* **Task prompt**
Filter the records below down to lines containing "ViewSchedule".

* **Excerpted data**
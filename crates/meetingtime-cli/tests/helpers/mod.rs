use assert_cmd::Command;
use std::fs;
use std::path::PathBuf;
use tempfile::TempDir;

/// Test harness for running CLI commands against a temporary configuration file
pub struct CliTestHarness {
    // Dropping the directory removes the configuration
    _temp_dir: TempDir,
    config_path: PathBuf,
}

impl CliTestHarness {
    /// Harness with no configured schedules and a UTC display timezone
    pub fn new() -> Self {
        Self::with_schedules("")
    }

    /// Harness whose configuration contains the given `[[schedules]]` TOML
    pub fn with_schedules(schedules_toml: &str) -> Self {
        let temp_dir = tempfile::tempdir().expect("Failed to create temp directory");
        let config_path = temp_dir.path().join("meetingtime.toml");
        fs::write(
            &config_path,
            format!("default_timezone = \"UTC\"\n\n{}", schedules_toml),
        )
        .expect("Failed to write config");

        Self {
            _temp_dir: temp_dir,
            config_path,
        }
    }

    /// Get a Command instance configured for testing
    pub fn command(&self) -> Command {
        let mut cmd = Command::cargo_bin("meetingtime").expect("Failed to find meetingtime binary");
        cmd.env("MEETINGTIME_CONFIG", &self.config_path)
            .env_remove("MEETINGTIME_DEFAULT_TIMEZONE")
            .env_remove("MEETINGTIME_SCHEDULES")
            .env_remove("MEETINGTIME_LOG");
        cmd
    }

    /// Helper to run a command and assert success
    pub fn run_success(&self, args: &[&str]) -> assert_cmd::assert::Assert {
        self.command().args(args).assert().success()
    }

    /// Helper to run a command and assert failure
    pub fn run_failure(&self, args: &[&str]) -> assert_cmd::assert::Assert {
        self.command().args(args).assert().failure()
    }
}

/// Common configuration fixtures
pub struct TestFixtures;

impl TestFixtures {
    /// A club meeting on the 1st and 3rd Monday of each month at 19:00 UTC
    pub fn first_and_third_monday() -> &'static str {
        r#"
[[schedules]]
name = "First Monday"
kind = "monthly-by-weekday"
first = "2016-09-05T19:00:00Z"

[[schedules]]
name = "Third Monday"
kind = "monthly-by-weekday"
first = "2016-09-19T19:00:00Z"
"#
    }

    /// 2nd Wednesday and 3rd Tuesday of each month at 18:00 UTC
    pub fn wednesday_and_tuesday() -> &'static str {
        r#"
[[schedules]]
name = "Book club"
kind = "monthly-by-weekday"
first = "2016-09-14 18:00"

[[schedules]]
name = "Board"
kind = "monthly-by-weekday"
first = "2016-09-20 18:00"
"#
    }
}

/// Utility functions for test assertions
pub mod assertions {
    use predicates::prelude::*;

    /// Predicate to check if output contains an error
    pub fn has_error() -> impl Predicate<str> {
        predicate::str::contains("Error").or(predicate::str::contains("error"))
    }
}
use anyhow::Result;
use chrono::Utc;
use meetingtime_core::describe::describe;

use crate::cli::DescribeCommand;
use crate::config::Config;
use crate::util::select_schedules;
use crate::views::table::{display_schedules, ViewSchedule};

pub fn describe_schedules(config: &Config, command: DescribeCommand) -> Result<()> {
    let selection = select_schedules(config, &command.selection)?;
    let now = Utc::now();

    let schedules: Vec<ViewSchedule> = selection
        .schedules
        .iter()
        .map(|named| ViewSchedule {
            name: named.name.clone(),
            kind: named.schedule.kind(),
            description: describe(&named.schedule),
            timezone: named.schedule.timezone(),
            next: named.schedule.next(now).ok(),
        })
        .collect();

    display_schedules(&schedules, &selection.display_tz);
    Ok(())
}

* **Response area**
use crate::views::table::{display_schedules, ViewSchedule};
    let schedules: Vec<ViewSchedule> = selection
        .map(|named| ViewSchedule {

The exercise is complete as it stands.